■ PROBLEM: In the data below, find the line that contains "stage that failed." and the line that contains "usize, duration_secs: f64)". Copy both, plus every line between them, exactly.

■ DATASET RECORDS:
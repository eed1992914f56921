//! Pipeline metrics.
//!
//! Recorded through the `metrics` facade; the API binary installs the
//! Prometheus recorder that exports them.

use metrics::{counter, histogram};

/// Metric names as constants for consistency.
pub mod names {
    pub const JOBS_SUBMITTED_TOTAL: &str = "scenecast_jobs_submitted_total";
    pub const JOBS_COMPLETED_TOTAL: &str = "scenecast_jobs_completed_total";
    pub const JOBS_FAILED_TOTAL: &str = "scenecast_jobs_failed_total";
    pub const JOB_DURATION_SECONDS: &str = "scenecast_job_duration_seconds";
    pub const DISPATCH_DURATION_SECONDS: &str = "scenecast_dispatch_duration_seconds";
    pub const SCENES_RENDERED_TOTAL: &str = "scenecast_scenes_rendered_total";
}

/// Execution mode label values.
pub mod mode {
    pub const DISTRIBUTED: &str = "distributed";
    pub const SYNC: &str = "sync";
}

pub fn record_job_submitted(mode: &'static str) {
    counter!(names::JOBS_SUBMITTED_TOTAL, "mode" => mode).increment(1);
}

pub fn record_job_completed(mode: &'static str, duration_secs: f64) {
    counter!(names::JOBS_COMPLETED_TOTAL, "mode" => mode).increment(1);
    histogram!(names::JOB_DURATION_SECONDS, "mode" => mode).record(duration_secs);
}

/// Record a failed job, labelled with the stage that failed.
pub fn record_job_failed(mode: &'static str, stage: &'static str) {
    counter!(names::JOBS_FAILED_TOTAL, "mode" => mode, "stage" => stage).increment(1);
}

pub fn record_dispatch_duration(workers: usize, duration_secs: f64) {
    let labels = [("workers", workers.to_string())];
    histogram!(names::DISPATCH_DURATION_SECONDS, &labels).record(duration_secs);
}

pub fn record_scenes_rendered(mode: &'static str, count: usize) {
    counter!(names::SCENES_RENDERED_TOTAL, "mode" => mode).increment(count as u64);
}
//! Synchronous merge endpoint.

use axum::extract::{Multipart, State};
use axum::http::HeaderMap;
use axum::Json;
use serde::Serialize;
use tracing::info;

use crate::error::ApiResult;
use crate::handlers::upload::{base_url, read_render_request};
use crate::state::AppState;

#[derive(Debug, Serialize)]
#[serde(rename_all = "camelCase")]
pub struct MergeResponse {
    pub video_url: String,
}

/// Render a storyboard within the request and return the video URL.
pub async fn merge_videos(
    State(state): State<AppState>,
    headers: HeaderMap,
    multipart: Multipart,
) -> ApiResult<Json<MergeResponse>> {
    let request = read_render_request(multipart).await?;
    info!(
        scenes = request.scenes.len(),
        assets = request.assets.len(),
        "Merge request received"
    );

    let video_url = state
        .orchestrator
        .render_sync(request, &base_url(&headers))
        .await?;

    Ok(Json(MergeResponse { video_url }))
}
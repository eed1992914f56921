//! Dispatch error types.

use thiserror::Error;

pub type DispatchResult<T> = Result<T, DispatchError>;

/// Dispatch failures. Every round-trip failure names the worker.
#[derive(Debug, Error)]
pub enum DispatchError {
    #[error("failed to build worker HTTP client: {0}")]
    Client(#[source] reqwest::Error),

    #[error("worker {endpoint} unreachable: {source}")]
    Transport {
        endpoint: String,
        #[source]
        source: reqwest::Error,
    },

    #[error("worker {endpoint} timed out after {secs} seconds")]
    Timeout { endpoint: String, secs: u64 },

    #[error("worker {endpoint} returned {status}: {body}")]
    Rejected {
        endpoint: String,
        status: u16,
        body: String,
    },

    #[error("worker {endpoint} returned an invalid response: {message}")]
    InvalidResponse { endpoint: String, message: String },

    #[error("worker {endpoint} sent undecodable data for scene {order_index}: {source}")]
    Decode {
        endpoint: String,
        order_index: usize,
        #[source]
        source: base64::DecodeError,
    },

    #[error("worker {endpoint} returned scene {order_index} it was not assigned")]
    Unassigned { endpoint: String, order_index: usize },

    #[error("failed to store segment from worker {endpoint}: {source}")]
    Io {
        endpoint: String,
        #[source]
        source: std::io::Error,
    },
}

impl DispatchError {
    /// Endpoint of the worker whose call failed.
    pub fn endpoint(&self) -> Option<&str> {
        let endpoint = match self {
            DispatchError::Client(_) => return None,
            DispatchError::Transport { endpoint, .. }
            | DispatchError::Timeout { endpoint, .. }
            | DispatchError::Rejected { endpoint, .. }
            | DispatchError::InvalidResponse { endpoint, .. }
            | DispatchError::Decode { endpoint, .. }
            | DispatchError::Unassigned { endpoint, .. }
            | DispatchError::Io { endpoint, .. } => endpoint,
        };
        Some(endpoint)
    }
}

#[cfg(test)]
mod tests {
    use super::*;

    #[tokio::test]
    async fn test_client_failure_names_no_worker() {
        let source = reqwest::get("not a url").await.unwrap_err();
        let err = DispatchError::Client(source);
        assert_eq!(err.endpoint(), None);
        assert!(err.to_string().starts_with("failed to build worker HTTP client"));
    }

    #[test]
    fn test_round_trip_failures_name_the_worker() {
        let err = DispatchError::Timeout {
            endpoint: "http://worker-1:4000/process-scenes".to_string(),
            secs: 600,
        };
        assert_eq!(err.endpoint(), Some("http://worker-1:4000/process-scenes"));
    }
}
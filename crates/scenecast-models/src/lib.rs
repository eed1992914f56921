//! Shared data models for the SceneCast backend.
//!
//! This crate provides Serde-serializable types for:
//! - Storyboard scenes and their sources
//! - Worker partitions and rendered segments
//! - Job lifecycle records
//! - The worker request/response wire contract

pub mod job;
pub mod scene;
pub mod task;
pub mod wire;

// Re-export common types
pub use job::{Job, JobId, JobOutcome, JobStatus};
pub use scene::{AssetMap, AssetRef, Scene, SceneInput, SceneSource, SceneValidationError};
pub use task::{RenderedSegment, WorkerTask};
pub use wire::{decode_payload, encode_payload, ProcessedScene, WorkerRequest, WorkerResponse};
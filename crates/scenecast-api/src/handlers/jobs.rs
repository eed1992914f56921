//! Asynchronous job submission and status polling.

use axum::extract::{Multipart, Path, State};
use axum::http::{HeaderMap, StatusCode};
use axum::response::{IntoResponse, Response};
use axum::Json;
use serde::Serialize;
use tracing::info;

use scenecast_models::JobId;

use crate::error::ApiResult;
use crate::handlers::upload::{base_url, read_render_request};
use crate::state::AppState;

#[derive(Debug, Serialize)]
#[serde(rename_all = "camelCase")]
pub struct SubmitJobResponse {
    pub job_id: String,
    pub status_url: String,
}

/// Body returned for an id the registry has never seen.
#[derive(Debug, Serialize)]
#[serde(rename_all = "camelCase")]
pub struct JobNotFoundResponse {
    pub job_id: String,
    pub status: &'static str,
}

/// Accept a storyboard for distributed rendering.
pub async fn submit_job(
    State(state): State<AppState>,
    headers: HeaderMap,
    multipart: Multipart,
) -> ApiResult<(StatusCode, Json<SubmitJobResponse>)> {
    let request = read_render_request(multipart).await?;
    let base = base_url(&headers);

    let handle = state.orchestrator.submit(request, &base).await?;
    let job_id = handle.job_id().to_string();
    info!(job_id = %job_id, "Job accepted");

    Ok((
        StatusCode::ACCEPTED,
        Json(SubmitJobResponse {
            status_url: format!("{}/jobs/{}/status", base, job_id),
            job_id,
        }),
    ))
}

/// Current state of a job.
pub async fn job_status(State(state): State<AppState>, Path(job_id): Path<String>) -> Response {
    match state.orchestrator.status(&JobId::from_string(job_id.as_str())).await {
        Some(job) => Json(job).into_response(),
        None => (
            StatusCode::NOT_FOUND,
            Json(JobNotFoundResponse {
                job_id,
                status: "not_found",
            }),
        )
            .into_response(),
    }
}
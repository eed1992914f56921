//! Worker contract tests through the router.

use std::path::{Path, PathBuf};
use std::sync::Arc;

use async_trait::async_trait;
use axum::body::Body;
use axum::http::{header, Request, StatusCode};
use axum::Router;
use serde_json::{json, Value};
use tempfile::TempDir;
use tower::ServiceExt;

use scenecast_media::{MediaEngine, MediaError, MediaResult};
use scenecast_models::{decode_payload, encode_payload};
use scenecast_worker::{create_router, WorkerServerConfig, WorkerState};

/// Stills are "rendered" by prefixing the image bytes.
struct StillOnlyEngine;

#[async_trait]
impl MediaEngine for StillOnlyEngine {
    async fn render_looped_video(
        &self,
        _input: &Path,
        _output: &Path,
        _duration: f64,
    ) -> MediaResult<()> {
        Err(MediaError::internal("no video rendering in tests"))
    }

    async fn render_still_image(
        &self,
        image: &Path,
        output: &Path,
        duration: f64,
    ) -> MediaResult<()> {
        let mut bytes = format!("still[{}]:", duration).into_bytes();
        bytes.extend(tokio::fs::read(image).await?);
        tokio::fs::write(output, bytes).await?;
        Ok(())
    }

    async fn concat(&self, _segments: &[PathBuf], _output: &Path) -> MediaResult<()> {
        Err(MediaError::internal("workers never concatenate"))
    }

    async fn mux_audio(&self, _video: &Path, _audio: &Path, _output: &Path) -> MediaResult<()> {
        Err(MediaError::internal("workers never mux"))
    }
}

fn router(scratch: &TempDir) -> Router {
    let config = WorkerServerConfig {
        scratch_root: scratch.path().to_path_buf(),
        ..WorkerServerConfig::default()
    };
    create_router(WorkerState::new(config, Arc::new(StillOnlyEngine)).unwrap())
}

fn post_json(body: String) -> Request<Body> {
    Request::builder()
        .method("POST")
        .uri("/process-scenes")
        .header(header::CONTENT_TYPE, "application/json")
        .body(Body::from(body))
        .unwrap()
}

async fn body_json(response: axum::response::Response) -> Value {
    let bytes = axum::body::to_bytes(response.into_body(), usize::MAX).await.unwrap();
    serde_json::from_slice(&bytes).unwrap()
}

fn image_scene(order_index: usize, asset: &str) -> Value {
    json!({
        "orderIndex": order_index,
        "source": { "kind": "still_image", "asset": asset },
        "duration": 2.0
    })
}

#[tokio::test]
async fn test_health() {
    let scratch = TempDir::new().unwrap();
    let response = router(&scratch)
        .oneshot(Request::builder().uri("/health").body(Body::empty()).unwrap())
        .await
        .unwrap();
    assert_eq!(response.status(), StatusCode::OK);
}

#[tokio::test]
async fn test_renders_partition_and_returns_segments() {
    let scratch = TempDir::new().unwrap();
    let body = json!({
        "scenes": [image_scene(1, "image1"), image_scene(3, "image3")],
        "assets": {
            "image1": encode_payload(b"one"),
            "image3": encode_payload(b"three")
        }
    });

    let response = router(&scratch).oneshot(post_json(body.to_string())).await.unwrap();
    assert_eq!(response.status(), StatusCode::OK);

    let processed = body_json(response).await["processedScenes"].clone();
    let processed = processed.as_array().unwrap();
    assert_eq!(processed.len(), 2);
    assert_eq!(processed[0]["orderIndex"], 1);
    assert_eq!(processed[1]["orderIndex"], 3);
    assert_eq!(
        decode_payload(processed[1]["videoData"].as_str().unwrap()).unwrap(),
        b"still[2]:three"
    );

    // per-request scratch space is gone
    assert_eq!(std::fs::read_dir(scratch.path()).unwrap().count(), 0);
}

#[tokio::test]
async fn test_scene_without_asset_is_skipped() {
    let scratch = TempDir::new().unwrap();
    let body = json!({
        "scenes": [image_scene(0, "image0"), image_scene(2, "image2")],
        "assets": { "image0": encode_payload(b"zero") }
    });

    let response = router(&scratch).oneshot(post_json(body.to_string())).await.unwrap();
    assert_eq!(response.status(), StatusCode::OK);
    let processed = body_json(response).await["processedScenes"].clone();
    assert_eq!(processed.as_array().unwrap().len(), 1);
    assert_eq!(processed[0]["orderIndex"], 0);
}

#[tokio::test]
async fn test_undecodable_asset_is_a_bad_request() {
    let scratch = TempDir::new().unwrap();
    let body = json!({
        "scenes": [image_scene(0, "image0")],
        "assets": { "image0": "%%% not base64 %%%" }
    });

    let response = router(&scratch).oneshot(post_json(body.to_string())).await.unwrap();
    assert_eq!(response.status(), StatusCode::BAD_REQUEST);
    assert!(body_json(response).await["detail"]
        .as_str()
        .unwrap()
        .contains("image0"));
}

#[tokio::test]
async fn test_malformed_json_is_a_bad_request() {
    let scratch = TempDir::new().unwrap();
    let response = router(&scratch)
        .oneshot(post_json("{\"scenes\": [".to_string()))
        .await
        .unwrap();
    assert_eq!(response.status(), StatusCode::BAD_REQUEST);
}

#[tokio::test]
async fn test_unreachable_source_is_an_internal_error() {
    let scratch = TempDir::new().unwrap();
    let body = json!({
        "scenes": [{
            "orderIndex": 0,
            "source": { "kind": "remote_video", "url": "http://127.0.0.1:9/unreachable.mp4" },
            "duration": 1.0
        }],
        "assets": {}
    });

    let response = router(&scratch).oneshot(post_json(body.to_string())).await.unwrap();
    assert_eq!(response.status(), StatusCode::INTERNAL_SERVER_ERROR);
    let detail = body_json(response).await["detail"].as_str().unwrap().to_string();
    assert!(detail.starts_with("Rendering failed"), "detail: {}", detail);
    assert_eq!(std::fs::read_dir(scratch.path()).unwrap().count(), 0);
}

■ OUTPUT:
/// Record a failed job, labelled with the stage that failed.
pub fn record_job_failed(mode: &'static str, stage: &'static str) {
    counter!(names::JOBS_FAILED_TOTAL, "mode" => mode, "stage" => stage).increment(1);
}

pub fn record_dispatch_duration(workers: usize, duration_secs: f64) {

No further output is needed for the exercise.